L'attrice Drusilla Foer sarà al Festival di Sanremo


di Marcello Atzeni
  Nella vita bisogna osare, male che vada ti becchi uno schiaffo o un vaffanculo. Tanto, uno in più, uno in meno. Era d’estate. Drusilla Foer aveva appena finito lo spettacolo in piazza a Oristano. E tra coloro che seguirono lo show… Io e Drusi, ci ritrovammo in un ristorante di Oristano. Io, lei e gli altri. Le altre? Sì, c’erano anche le altre, però! Però! Ma tu non sei milanese?
  • No, non lo sono. La mia regione è la Toscana, sono senese.
  • Mi scusi, avrei dovuto darle del lei.
  • Va benissimo il tu, anche perché mi pare che tra noi non ci sia molta differenza di età.
  • Sì, siamo in quella fascia. Va bene, vorrà dire che quando pubblicherò ti darò del lei.
La sala da pranzo e da cena, volge lo sguardo verso una catena ininterrotta di satitzu. I calici corrono più delle parole, le verdure sono in vacanza e il bue rosso, intanto, ha levato l’abito da sera. Ma cosa stai mangiando?
  • Casizzolu alla piastra.
  • Me lo faresti assaggiare?
  • Certo ecco una fetta.
La fetta divenne l’intera portata. Drusi! E ita manera!
  • Che hai detto?
  • Dicevo: che modi!
  • Ne ordiniamo un altro po’?
  • Non so. Ci penso.
  • Va bene, allungami un sospiro.
  • Uno dei miei o uno di Ozieri?
  • Quello di Ozieri.
Dove alloggi?
  • In un albergo non molto distante da qua, ad Arborea. Conosci?
  • Conosco, conosco.
E se domani, e sottolineo, se domani… Che fai domani?
  • Sarò a Sanluri.
  • Niente mare?
  • Non credo, Drusi, non credo.
  • Sei pratico delle spiagge dell’oristanese?
  • Sì, come quelle di Cabras, San Vero e Cuglieri.
  • La tua preferita?
  • S’ Archittu.
  • Hai una foto? Sì, aspetta ne pesco un paio dal cellulare.
  • Wow! Ma è fantastica! E’ lontano da qui?
  • No, circa 25 chilometri, direzione nord.
  • Io domani, al solito, in realtà, mi alzo abbastanza presto, vorrei vedere questo gioiello, poi, subito dopo pranzo, assieme agli altri, abbiamo l’aereo da Cagliari.

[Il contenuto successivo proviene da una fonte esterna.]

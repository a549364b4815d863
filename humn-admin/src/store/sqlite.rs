//! SQLite-backed document store
//!
//! Each document is a row with its key columns plus a JSON `data` column.
//! Timestamps are stored as Unix microseconds so ordering is numeric.

use super::models::{CronLog, Fields, NewNote, Note, Person, RESERVED_FIELDS};
use super::DocumentStore;
use crate::{Error, Result};
use async_trait::async_trait;
use chrono::{DateTime, Utc};
use humn_common::time;
use serde_json::Value;
use sqlx::sqlite::{SqlitePoolOptions, SqliteRow};
use sqlx::{Row, SqlitePool};
use std::path::Path;
use tracing::{debug, info};

/// Document store over a SQLite pool
#[derive(Debug, Clone)]
pub struct SqliteStore {
    pool: SqlitePool,
}

impl SqliteStore {
    /// Open (creating if needed) the database file and its tables
    pub async fn open(db_path: &Path) -> Result<Self> {
        let newly_created = !db_path.exists();

        if let Some(parent) = db_path.parent() {
            std::fs::create_dir_all(parent)
                .map_err(|e| Error::Internal(format!("Cannot create {}: {}", parent.display(), e)))?;
        }

        let db_url = format!("sqlite://{}?mode=rwc", db_path.display());
        let pool = SqlitePoolOptions::new()
            .max_connections(5)
            .connect(&db_url)
            .await?;

        if newly_created {
            info!("Initialized new database: {}", db_path.display());
        } else {
            info!("Opened existing database: {}", db_path.display());
        }

        sqlx::query("PRAGMA journal_mode = WAL").execute(&pool).await?;
        sqlx::query("PRAGMA busy_timeout = 5000").execute(&pool).await?;

        Self::with_pool(pool).await
    }

    /// Private in-memory database (single connection so it is shared)
    pub async fn in_memory() -> Result<Self> {
        let pool = SqlitePoolOptions::new()
            .max_connections(1)
            .idle_timeout(None)
            .max_lifetime(None)
            .connect("sqlite::memory:")
            .await?;
        Self::with_pool(pool).await
    }

    /// Wrap an existing pool, creating tables if needed
    pub async fn with_pool(pool: SqlitePool) -> Result<Self> {
        let store = Self { pool };
        store.create_tables().await?;
        Ok(store)
    }

    pub fn pool(&self) -> &SqlitePool {
        &self.pool
    }

    async fn create_tables(&self) -> Result<()> {
        sqlx::query(
            r#"
            CREATE TABLE IF NOT EXISTS people (
                id TEXT PRIMARY KEY,
                created_at INTEGER NOT NULL,
                data TEXT NOT NULL
            )
            "#,
        )
        .execute(&self.pool)
        .await?;

        sqlx::query(
            r#"
            CREATE TABLE IF NOT EXISTS notes (
                id TEXT PRIMARY KEY,
                person_id TEXT NOT NULL,
                created_at INTEGER NOT NULL,
                data TEXT NOT NULL
            )
            "#,
        )
        .execute(&self.pool)
        .await?;

        sqlx::query("CREATE INDEX IF NOT EXISTS idx_notes_person ON notes(person_id, created_at)")
            .execute(&self.pool)
            .await?;

        sqlx::query(
            r#"
            CREATE TABLE IF NOT EXISTS cron_logs (
                id INTEGER PRIMARY KEY AUTOINCREMENT,
                operation TEXT NOT NULL,
                timestamp INTEGER NOT NULL,
                success INTEGER NOT NULL,
                users_processed INTEGER,
                error TEXT
            )
            "#,
        )
        .execute(&self.pool)
        .await?;

        Ok(())
    }
}

fn to_micros(at: DateTime<Utc>) -> i64 {
    at.timestamp_micros()
}

fn from_micros(micros: i64) -> Result<DateTime<Utc>> {
    DateTime::from_timestamp_micros(micros)
        .ok_or_else(|| Error::Internal(format!("Stored timestamp out of range: {}", micros)))
}

fn parse_fields(data: &str) -> Result<Fields> {
    match serde_json::from_str::<Value>(data)? {
        Value::Object(fields) => Ok(fields),
        other => Err(Error::Internal(format!("Stored document is not an object: {}", other))),
    }
}

fn without_reserved(mut fields: Fields) -> Fields {
    for key in RESERVED_FIELDS {
        fields.remove(key);
    }
    fields
}

fn person_from_row(row: &SqliteRow) -> Result<Person> {
    Ok(Person {
        id: row.try_get("id")?,
        created_at: from_micros(row.try_get("created_at")?)?,
        fields: parse_fields(&row.try_get::<String, _>("data")?)?,
    })
}

fn note_from_row(row: &SqliteRow) -> Result<Note> {
    Ok(Note {
        id: row.try_get("id")?,
        person_id: row.try_get("person_id")?,
        created_at: from_micros(row.try_get("created_at")?)?,
        body: serde_json::from_str(&row.try_get::<String, _>("data")?)?,
    })
}

fn cron_log_from_row(row: &SqliteRow) -> Result<CronLog> {
    let users_processed: Option<i64> = row.try_get("users_processed")?;
    Ok(CronLog {
        operation: row.try_get("operation")?,
        timestamp: from_micros(row.try_get("timestamp")?)?,
        success: row.try_get("success")?,
        users_processed: users_processed.map(|n| n.max(0) as u64),
        error: row.try_get("error")?,
    })
}

#[async_trait]
impl DocumentStore for SqliteStore {
    async fn list_people(&self) -> Result<Vec<Person>> {
        let rows = sqlx::query("SELECT id, created_at, data FROM people ORDER BY created_at DESC, id")
            .fetch_all(&self.pool)
            .await?;
        rows.iter().map(person_from_row).collect()
    }

    async fn get_person(&self, id: &str) -> Result<Option<Person>> {
        let row = sqlx::query("SELECT id, created_at, data FROM people WHERE id = ?")
            .bind(id)
            .fetch_optional(&self.pool)
            .await?;
        row.as_ref().map(person_from_row).transpose()
    }

    async fn put_person(&self, id: &str, fields: Fields) -> Result<Person> {
        let fields = without_reserved(fields);
        let data = serde_json::to_string(&fields)?;
        let now = time::now();

        // Keep the original creation time when replacing
        sqlx::query(
            r#"
            INSERT INTO people (id, created_at, data) VALUES (?, ?, ?)
            ON CONFLICT(id) DO UPDATE SET data = excluded.data
            "#,
        )
        .bind(id)
        .bind(to_micros(now))
        .bind(&data)
        .execute(&self.pool)
        .await?;

        debug!("Stored person {}", id);
        self.get_person(id)
            .await?
            .ok_or_else(|| Error::Internal(format!("Person {} vanished after write", id)))
    }

    async fn update_person(&self, id: &str, patch: Fields) -> Result<Person> {
        let mut tx = self.pool.begin().await?;

        let row = sqlx::query("SELECT id, created_at, data FROM people WHERE id = ?")
            .bind(id)
            .fetch_optional(&mut *tx)
            .await?
            .ok_or_else(|| Error::NotFound(format!("person {}", id)))?;
        let mut person = person_from_row(&row)?;

        for (key, value) in without_reserved(patch) {
            person.fields.insert(key, value);
        }

        sqlx::query("UPDATE people SET data = ? WHERE id = ?")
            .bind(serde_json::to_string(&person.fields)?)
            .bind(id)
            .execute(&mut *tx)
            .await?;
        tx.commit().await?;

        debug!("Updated person {}", id);
        Ok(person)
    }

    async fn set_referral_counts(&self, counts: &[(String, u64)]) -> Result<()> {
        let mut tx = self.pool.begin().await?;

        for (id, count) in counts {
            sqlx::query(
                "UPDATE people SET data = json_set(data, '$.referralCount', ?) WHERE id = ?",
            )
            .bind(*count as i64)
            .bind(id)
            .execute(&mut *tx)
            .await?;
        }

        tx.commit().await?;
        Ok(())
    }

    async fn list_notes(&self, person_id: &str) -> Result<Vec<Note>> {
        let rows = sqlx::query(
            "SELECT id, person_id, created_at, data FROM notes WHERE person_id = ? ORDER BY created_at DESC, id",
        )
        .bind(person_id)
        .fetch_all(&self.pool)
        .await?;
        rows.iter().map(note_from_row).collect()
    }

    async fn add_note(&self, person_id: &str, note: NewNote) -> Result<Note> {
        let stored = Note {
            id: uuid::Uuid::new_v4().to_string(),
            person_id: person_id.to_string(),
            created_at: time::now(),
            body: note,
        };

        sqlx::query("INSERT INTO notes (id, person_id, created_at, data) VALUES (?, ?, ?, ?)")
            .bind(&stored.id)
            .bind(&stored.person_id)
            .bind(to_micros(stored.created_at))
            .bind(serde_json::to_string(&stored.body)?)
            .execute(&self.pool)
            .await?;

        debug!("Added note {} to person {}", stored.id, person_id);
        Ok(stored)
    }

    async fn record_cron_run(&self, log: CronLog) -> Result<()> {
        sqlx::query(
            r#"
            INSERT INTO cron_logs (operation, timestamp, success, users_processed, error)
            VALUES (?, ?, ?, ?, ?)
            "#,
        )
        .bind(&log.operation)
        .bind(to_micros(log.timestamp))
        .bind(log.success)
        .bind(log.users_processed.map(|n| n as i64))
        .bind(&log.error)
        .execute(&self.pool)
        .await?;
        Ok(())
    }

    async fn recent_cron_runs(&self, limit: u32) -> Result<Vec<CronLog>> {
        let rows = sqlx::query(
            r#"
            SELECT operation, timestamp, success, users_processed, error
            FROM cron_logs ORDER BY timestamp DESC, id DESC LIMIT ?
            "#,
        )
        .bind(limit as i64)
        .fetch_all(&self.pool)
        .await?;
        rows.iter().map(cron_log_from_row).collect()
    }
}

#[cfg(test)]
mod tests {
    use super::*;
    use serde_json::json;

    fn fields(value: Value) -> Fields {
        value.as_object().cloned().unwrap()
    }

    #[tokio::test]
    async fn test_put_and_get_person() {
        let store = SqliteStore::in_memory().await.unwrap();
        let person = store
            .put_person("p1", fields(json!({"name": "Ada", "id": "spoofed"})))
            .await
            .unwrap();

        assert_eq!(person.id, "p1");
        assert_eq!(person.field_str("name"), Some("Ada"));
        assert!(!person.fields.contains_key("id"));
        assert_eq!(store.get_person("p1").await.unwrap(), Some(person));
        assert_eq!(store.get_person("missing").await.unwrap(), None);
    }

    #[tokio::test]
    async fn test_people_newest_first() {
        let store = SqliteStore::in_memory().await.unwrap();
        store.put_person("old", Fields::new()).await.unwrap();
        tokio::time::sleep(std::time::Duration::from_millis(5)).await;
        store.put_person("new", Fields::new()).await.unwrap();

        let ids: Vec<_> = store
            .list_people()
            .await
            .unwrap()
            .into_iter()
            .map(|p| p.id)
            .collect();
        assert_eq!(ids, vec!["new", "old"]);
    }

    #[tokio::test]
    async fn test_update_merges_fields() {
        let store = SqliteStore::in_memory().await.unwrap();
        let created = store
            .put_person("p1", fields(json!({"name": "Ada", "city": "London"})))
            .await
            .unwrap();

        let updated = store
            .update_person(
                "p1",
                fields(json!({"city": "Paris", "occupation": "Engineer", "createdAt": "1999-01-01T00:00:00Z"})),
            )
            .await
            .unwrap();

        assert_eq!(updated.field_str("name"), Some("Ada"));
        assert_eq!(updated.field_str("city"), Some("Paris"));
        assert_eq!(updated.field_str("occupation"), Some("Engineer"));
        assert_eq!(updated.created_at, created.created_at);
    }

    #[tokio::test]
    async fn test_update_missing_person() {
        let store = SqliteStore::in_memory().await.unwrap();
        let err = store.update_person("ghost", Fields::new()).await.unwrap_err();
        assert!(matches!(err, Error::NotFound(_)));
    }

    #[tokio::test]
    async fn test_referral_counts_written() {
        let store = SqliteStore::in_memory().await.unwrap();
        store.put_person("a", Fields::new()).await.unwrap();
        store.put_person("b", fields(json!({"referrerId": "a"}))).await.unwrap();

        store
            .set_referral_counts(&[("a".to_string(), 1), ("b".to_string(), 0)])
            .await
            .unwrap();

        let a = store.get_person("a").await.unwrap().unwrap();
        let b = store.get_person("b").await.unwrap().unwrap();
        assert_eq!(a.fields["referralCount"], json!(1));
        assert_eq!(b.fields["referralCount"], json!(0));
        assert_eq!(b.referrer_id(), Some("a"));
    }

    #[tokio::test]
    async fn test_notes_round_trip() {
        let store = SqliteStore::in_memory().await.unwrap();
        store.add_note("p1", NewNote::text("first")).await.unwrap();
        tokio::time::sleep(std::time::Duration::from_millis(5)).await;
        store.add_note("p1", NewNote::text("second")).await.unwrap();
        store.add_note("p2", NewNote::text("other")).await.unwrap();

        let notes = store.list_notes("p1").await.unwrap();
        let contents: Vec<_> = notes.iter().map(|n| n.body.content.as_str()).collect();
        assert_eq!(contents, vec!["second", "first"]);
        assert!(!notes[0].body.is_from_voice);
    }

    #[tokio::test]
    async fn test_cron_log() {
        let store = SqliteStore::in_memory().await.unwrap();
        store
            .record_cron_run(CronLog {
                operation: "update-referrals".into(),
                timestamp: time::now(),
                success: false,
                users_processed: None,
                error: Some("boom".into()),
            })
            .await
            .unwrap();

        let logs = store.recent_cron_runs(10).await.unwrap();
        assert_eq!(logs.len(), 1);
        assert!(!logs[0].success);
        assert_eq!(logs[0].error.as_deref(), Some("boom"));
    }
}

Già, mi alzo presto! Ma poi, sarebbe stato così sconveniente dire a Drusilla Foer: a che ora passo a prenderti? Di fatto quando non si osa, perché non si sa il perché, rimane il rimpianto. E il rimpianto è quello di non aver passato un paio d’ore assieme. A parlare, parlare e ancora parlare. E’ andata così, forse per troppa pavidità. E quando Drusilla Foer scenderà con la sua eleganzissima le scale del Teatro Ariston di Sanremo, fra qualche giorno, sorriderò. A volte capita di intervistare persone assai scortesi. Certe persone non si fanno intervistare per nulla. Altre ancora, hai la possibilità di andare a cena. Come se incontrassi una vecchia amica. La grandezza delle persone, la loro umanità, semplicità, di certo non la cogli sul palco. Ma quando le hai di fronte, casualmente o meno. Non arricchiscono i soldi, gli autografi, le foto, le recensioni e neanche le interviste convenzionali. Si diventa ricchi quando si ha la fortuna di parlare con persone d’alto rango, che nulla ti fanno pesare. Come nulla mi fece pesare, quella notte a Dolianova, Bertrand… Ma questa è un’altra storia, come dice Lucarelli.